April 17, 2013WEST STEWARTSTOWN — It was during what is usually the most routine part of Wednesday's county commissioners meeting — the approval of minutes of their previous meeting on March 20 — that Commissioner Rick Samson of West Stewartstown accused his fellow commissioner Paul Grenier of Berlin of manipulating a bid award.
According to item 10 in the March 20 minutes, following an hour-long non-public executive session, the board of commissioners voted unanimously, 3 to 0, to allow the county Department of Corrections to expend up to $16,000 from the Inmate Trust Fund to construct a visiting area at the county jail.
Then, according to the minutes, "a motion was made by Commissioner Grenier, seconded by Commissioner Samson, to waive the bid process required by statute and county policies and to award the contract to Dennis Boudle for the construction of the visiting area…. All approved, 3 to 0."
At the April 10 meeting, Samson said that he had been unable to find any provision in the law that would allow the board to take that specific action, and he asked that action on the bid be put on hold until the law could be further researched.
Chairman Tom Brady of Jefferson and vice chairman Grenier both immediately seemed receptive to his concern.
Then, however, Samson pointed out that several people had told him that they had spotted Grenier having lunch with former commissioner Burnham "Bing" Judd of Pittsburg and county treasurer/former Sen. Fred King of Colebrook at Howard's Restaurant in downtown Colebrook before that meeting took place. He implied that it was then that Grenier had inappropriately discussed the bid award with Judd and King.
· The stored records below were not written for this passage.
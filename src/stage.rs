use std::collections::HashMap;

use glam::Vec2;

use crate::config::GhostConfig;
use crate::geometry::{FrameRect, Viewport};
use crate::ghost::movement::Follower;
use crate::ghost::sizing;
use crate::ghost::Ghost;
use crate::render::instance::{GhostInstance, ParticleInstance};
use crate::theme::ThemeNotifier;

/// Expected number of mounted ghosts; only sizes the instance buffers.
const INITIAL_CAPACITY: usize = 8;

/// Host page: every mounted ghost lives in one hecs world, and the stage
/// routes viewport, pointer, theme and container signals to them.
pub struct Stage {
    world: hecs::World,
    frames: HashMap<String, FrameRect>,
    theme: ThemeNotifier,
    rng: fastrand::Rng,
    viewport: Viewport,
    // Reused between frames
    ghost_buf: Vec<GhostInstance>,
    particle_buf: Vec<ParticleInstance>,
}

impl Stage {
    pub fn new(viewport: Viewport) -> Self {
        Self::with_rng(viewport, fastrand::Rng::new())
    }

    /// Deterministic stage: every ghost's random source derives from `seed`.
    pub fn with_seed(viewport: Viewport, seed: u64) -> Self {
        Self::with_rng(viewport, fastrand::Rng::with_seed(seed))
    }

    fn with_rng(viewport: Viewport, rng: fastrand::Rng) -> Self {
        Self {
            world: hecs::World::new(),
            frames: HashMap::new(),
            theme: ThemeNotifier::new(false),
            rng,
            viewport,
            ghost_buf: Vec::with_capacity(INITIAL_CAPACITY),
            particle_buf: Vec::with_capacity(INITIAL_CAPACITY * 8),
        }
    }

    pub fn mount(&mut self, config: GhostConfig) -> hecs::Entity {
        let rng = fastrand::Rng::with_seed(self.rng.u64(..));
        let mut ghost = Ghost::mount(config, self.viewport, &self.frames, &mut self.theme, rng);
        ghost.set_measured_size(Some(ghost.render_size()));
        let entity = self.world.spawn((ghost,));
        log::info!("mounted ghost {entity:?} ({} total)", self.world.len());
        entity
    }

    /// Remove a ghost, cancelling its timers. Returns false for unknown ids.
    pub fn unmount(&mut self, entity: hecs::Entity) -> bool {
        let Ok(ghost) = self.world.remove_one::<Ghost>(entity) else {
            return false;
        };
        if let Err(e) = self.world.despawn(entity) {
            log::warn!("ghost {entity:?} removed but not despawned: {e}");
        }
        ghost.unmount(&mut self.theme);
        true
    }

    pub fn reconfigure(&mut self, entity: hecs::Entity, config: GhostConfig) -> bool {
        match self.world.get::<&mut Ghost>(entity) {
            Ok(mut ghost) => {
                ghost.reconfigure(config, &self.frames);
                true
            }
            Err(_) => false,
        }
    }

    /// Swap the `follow` steering of one ghost.
    pub fn set_follower(
        &mut self,
        entity: hecs::Entity,
        follower: impl Follower + Send + Sync + 'static,
    ) -> bool {
        match self.world.get::<&mut Ghost>(entity) {
            Ok(mut ghost) => {
                ghost.set_follower(follower);
                true
            }
            Err(_) => false,
        }
    }

    /// Register or move a named container.
    pub fn set_frame(&mut self, id: impl Into<String>, rect: FrameRect) {
        self.frames.insert(id.into(), rect);
    }

    /// Ghosts bound to a removed container fall back to the viewport.
    pub fn remove_frame(&mut self, id: &str) -> bool {
        self.frames.remove(id).is_some()
    }

    /// New viewport size. Positions keep their percentages unless a ghost's
    /// box would no longer fit; the drawn size follows the new width.
    pub fn resize(&mut self, viewport: Viewport) {
        self.viewport = viewport;
        for (_, ghost) in self.world.query_mut::<&mut Ghost>() {
            let config = ghost.config();
            let size = sizing::responsive_size(config.size, viewport, config.responsive_scale);
            ghost.set_measured_size(Some(size));
            ghost.resize(viewport, &self.frames);
        }
        log::debug!("viewport resized to {}x{}", viewport.width, viewport.height);
    }

    /// Publish the host theme. Ghosts pick it up on their next advance.
    pub fn set_dark_mode(&mut self, dark: bool) {
        self.theme.set_dark(dark);
    }

    /// Pointer moved to `px`. Updates hover state and the follow target.
    pub fn pointer_moved(&mut self, px: Vec2) {
        let pct = self.viewport.to_pct(px);
        for (_, ghost) in self.world.query_mut::<&mut Ghost>() {
            let over = hit(ghost, px);
            ghost.set_hovered(over);
            ghost.pointer_moved(pct);
        }
    }

    /// Click at `px`. The topmost visible, interactive ghost under the
    /// pointer takes it.
    pub fn click_at(&mut self, px: Vec2) -> Option<hecs::Entity> {
        let mut target: Option<(hecs::Entity, i32)> = None;
        for (entity, ghost) in self.world.query::<&Ghost>().iter() {
            if !ghost.config().interactive || !hit(ghost, px) {
                continue;
            }
            let z = ghost.config().z_index;
            if target.map_or(true, |(_, best)| z > best) {
                target = Some((entity, z));
            }
        }

        let (entity, _) = target?;
        let mut ghost = self.world.get::<&mut Ghost>(entity).ok()?;
        ghost.click().then_some(entity)
    }

    pub fn advance(&mut self, dt_ms: u64) {
        for (_, ghost) in self.world.query_mut::<&mut Ghost>() {
            ghost.sync_theme(&mut self.theme);
            ghost.advance(dt_ms, &self.frames);
        }
    }

    /// Fill the instance buffers from the world. Ghosts come back sorted by
    /// z-index, lowest first.
    pub fn build_instances(&mut self) -> (&[GhostInstance], &[ParticleInstance]) {
        self.ghost_buf.clear();
        self.particle_buf.clear();

        for (_, ghost) in self.world.query::<&Ghost>().iter() {
            self.ghost_buf.push(GhostInstance::from_ghost(ghost));
            self.particle_buf.extend(
                ghost
                    .particles()
                    .iter()
                    .map(|p| ParticleInstance::from_particle(ghost, p)),
            );
        }
        self.ghost_buf.sort_by_key(|inst| inst.z_index);

        (&self.ghost_buf, &self.particle_buf)
    }

    pub fn ghost(&self, entity: hecs::Entity) -> Option<hecs::Ref<'_, Ghost>> {
        self.world.get::<&Ghost>(entity).ok()
    }

    pub fn len(&self) -> usize {
        self.world.len() as usize
    }

    pub fn is_empty(&self) -> bool {
        self.world.len() == 0
    }

    pub fn viewport(&self) -> Viewport {
        self.viewport
    }

    /// Theme subscribers still registered; one per mounted ghost.
    pub fn theme_subscribers(&self) -> usize {
        self.theme.subscribers()
    }
}

/// Whether `px` falls inside the ghost's drawn box. Hidden ghosts never hit.
fn hit(ghost: &Ghost, px: Vec2) -> bool {
    if !ghost.is_visible() {
        return false;
    }
    let size = ghost.render_size();
    let min = ghost.viewport().to_px(ghost.position());
    let max = min + Vec2::new(size.width, size.height);
    px.cmpge(min).all() && px.cmple(max).all()
}

#[cfg(test)]
mod tests {
    use super::*;
    use crate::config::{Behavior, SpeedTier};
    use crate::ghost::interaction::MoodState;

    fn still(z_index: i32) -> GhostConfig {
        GhostConfig {
            behavior: Behavior::Static,
            effects: false,
            z_index,
            ..GhostConfig::default()
        }
    }

    fn center_of(stage: &Stage, entity: hecs::Entity) -> Vec2 {
        let ghost = stage.ghost(entity).unwrap();
        let size = ghost.render_size();
        stage.viewport().to_px(ghost.position()) + Vec2::new(size.width, size.height) * 0.5
    }

    #[test]
    fn click_goes_to_topmost_ghost() {
        let mut stage = Stage::with_seed(Viewport::new(1280.0, 800.0), 1);
        // A container exactly one ghost big pins every roaming ghost to the
        // same spot after its first step.
        stage.set_frame("slot", FrameRect::new(200.0, 200.0, 40.0, 45.0));
        let pinned = |z_index| GhostConfig {
            frame_id: Some("slot".into()),
            speed: SpeedTier::Fast,
            effects: false,
            z_index,
            ..GhostConfig::default()
        };
        let low = stage.mount(pinned(10));
        let high = stage.mount(pinned(90));
        stage.advance(1_000);
        assert_eq!(
            stage.ghost(low).unwrap().position(),
            stage.ghost(high).unwrap().position()
        );

        let at = center_of(&stage, low);
        assert_eq!(stage.click_at(at), Some(high));
        assert_eq!(stage.ghost(high).unwrap().interactions(), 1);
        assert_eq!(stage.ghost(low).unwrap().interactions(), 0);

        assert_eq!(stage.click_at(Vec2::new(-10.0, -10.0)), None);
    }

    #[test]
    fn non_interactive_ghost_lets_clicks_through() {
        let mut stage = Stage::with_seed(Viewport::new(1280.0, 800.0), 2);
        let entity = stage.mount(GhostConfig {
            interactive: false,
            ..still(50)
        });
        let at = center_of(&stage, entity);
        assert_eq!(stage.click_at(at), None);
    }

    #[test]
    fn hover_follows_pointer() {
        let mut stage = Stage::with_seed(Viewport::new(1280.0, 800.0), 3);
        let entity = stage.mount(still(50));
        let at = center_of(&stage, entity);
        stage.pointer_moved(at);
        assert!(stage.ghost(entity).unwrap().is_hovered());
        stage.pointer_moved(Vec2::ZERO);
        assert!(!stage.ghost(entity).unwrap().is_hovered());
    }

    #[test]
    fn unmount_cleans_up() {
        let mut stage = Stage::with_seed(Viewport::new(1280.0, 800.0), 4);
        let a = stage.mount(GhostConfig::default());
        let b = stage.mount(GhostConfig::default());
        assert_eq!(stage.len(), 2);
        assert_eq!(stage.theme_subscribers(), 2);

        assert!(stage.unmount(a));
        assert!(!stage.unmount(a));
        assert_eq!(stage.len(), 1);
        assert_eq!(stage.theme_subscribers(), 1);
        assert!(stage.ghost(a).is_none());
        assert!(!stage.world.contains(a));
        assert!(stage.ghost(b).is_some());
    }

    #[test]
    fn dark_mode_reaches_ghosts_on_advance() {
        let mut stage = Stage::with_seed(Viewport::new(1280.0, 800.0), 5);
        let entity = stage.mount(still(50));
        stage.set_dark_mode(true);
        assert!(!stage.ghost(entity).unwrap().is_dark());
        stage.advance(16);
        assert!(stage.ghost(entity).unwrap().is_dark());
        assert_eq!(stage.build_instances().0[0].dark, 1);
    }

    #[test]
    fn removed_frame_falls_back_to_viewport() {
        let mut stage = Stage::with_seed(Viewport::new(1280.0, 800.0), 6);
        stage.set_frame("box", FrameRect::new(100.0, 100.0, 300.0, 200.0));
        let entity = stage.mount(GhostConfig {
            frame_id: Some("box".into()),
            speed: SpeedTier::Fast,
            ..GhostConfig::default()
        });
        for _ in 0..50 {
            stage.advance(1_000);
            let px = stage.viewport().to_px(stage.ghost(entity).unwrap().position());
            assert!(px.x >= 100.0 && px.x <= 400.0, "{px:?}");
        }

        assert!(stage.remove_frame("box"));
        assert!(!stage.remove_frame("box"));
        stage.advance(600_000);
        let pos = stage.ghost(entity).unwrap().position();
        assert!(pos.x >= 5.0 && pos.y >= 5.0);
    }

    #[test]
    fn resize_updates_drawn_size_only() {
        let mut stage = Stage::with_seed(Viewport::new(1280.0, 800.0), 7);
        let entity = stage.mount(still(50));
        let before = stage.ghost(entity).unwrap().position();
        stage.resize(Viewport::new(2560.0, 1440.0));
        let ghost = stage.ghost(entity).unwrap();
        assert_eq!(ghost.position(), before);
        assert!((ghost.render_size().width - 46.0).abs() < 1e-3);
    }

    #[test]
    fn shrinking_viewport_pulls_boxes_inside() {
        let mut stage = Stage::with_seed(Viewport::new(1920.0, 1080.0), 12);
        let entities: Vec<_> = (0..20).map(|_| stage.mount(still(50))).collect();
        let small = Viewport::new(100.0, 80.0);
        stage.resize(small);
        for entity in entities {
            let ghost = stage.ghost(entity).unwrap();
            let size = ghost.render_size();
            let px = small.to_px(ghost.position());
            assert!(px.x + size.width <= small.width * 0.98 + 1e-3, "{px:?}");
            assert!(px.y + size.height <= small.height * 0.95 + 1e-3, "{px:?}");
        }
    }

    #[test]
    fn instances_sorted_by_z() {
        let mut stage = Stage::with_seed(Viewport::new(1280.0, 800.0), 8);
        stage.mount(still(70));
        stage.mount(GhostConfig {
            z_index: 20,
            ..GhostConfig::default()
        });
        stage.mount(still(40));
        let (ghosts, particles) = stage.build_instances();
        let z: Vec<_> = ghosts.iter().map(|g| g.z_index).collect();
        assert_eq!(z, vec![20, 40, 70]);
        assert_eq!(particles.len(), 3);
    }

    #[test]
    fn reconfigure_unknown_entity_is_rejected() {
        let mut stage = Stage::with_seed(Viewport::new(1280.0, 800.0), 9);
        let entity = stage.mount(still(50));
        stage.unmount(entity);
        assert!(!stage.reconfigure(entity, GhostConfig::default()));
    }

    #[test]
    fn click_reaction_plays_out_through_stage() {
        let mut stage = Stage::with_seed(Viewport::new(1280.0, 800.0), 10);
        let entity = stage.mount(still(50));
        let at = center_of(&stage, entity);
        assert_eq!(stage.click_at(at), Some(entity));
        stage.advance(300);
        assert_eq!(stage.ghost(entity).unwrap().mood(), MoodState::Surprised);
        stage.advance(700);
        assert_eq!(stage.ghost(entity).unwrap().mood(), MoodState::Idle);
    }

    #[test]
    fn follower_chases_pointer() {
        let mut stage = Stage::with_seed(Viewport::new(1280.0, 800.0), 11);
        let entity = stage.mount(GhostConfig {
            behavior: Behavior::Follow,
            effects: false,
            ..GhostConfig::default()
        });
        assert!(stage.set_follower(entity, crate::ghost::movement::EaseToward::default()));

        let target = Vec2::new(640.0, 400.0);
        stage.pointer_moved(target);
        let start = stage.ghost(entity).unwrap().position();
        stage.advance(15_000);
        let end = stage.ghost(entity).unwrap().position();
        let goal = stage.viewport().to_pct(target);
        assert!(end.distance(goal) < start.distance(goal));
    }
}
Later that morning, Grenier pointed out that he feels free to have lunch with any citizen of the county. As it happened, Grenier said, he had arranged to meet Judd with whom he had served on the board of commissioners for some years for lunch and that when he had spotted King he had invited him to join them.
No county business was discussed, however, he said.
Grenier also pointed out to Samson that bringing up this kind of "baloney" really hurt the effectiveness of the board.
When Samson stated that he wanted to be a member of a three-man team, Grenier responded, "You're going about it the wrong way."
When the Rick Alpers and Ty Gagne of Primex who were already on the agenda joined the meeting, the commissioners agreed that they would like to use the non-profit's services to build the board's leadership capacity, including using the 50-page Profiles questionnaire, designed to better understand how best to work together.
Both Primex consultants said that the exercise aims to make board members and department heads able to understand "who they are behaviorally so they can limit conflict."
All materials remain confidential, they said, and are not subject to the state's right-to-know law.
In other action, Samson recommended that the commissioners seek "consulting party status" in any federal Section 106 review of historic properties, buildings, or sites on behalf of the Unincorporated Places as well as the organized towns and the City of Berlin that might arise in association with the proposed Northern Pass project across Coös County.
Grenier said he would like at least a month to review Section 106 and to understand the potential role that Samson believes the board of commissioners should play. He said, "I'd like to have a month for research."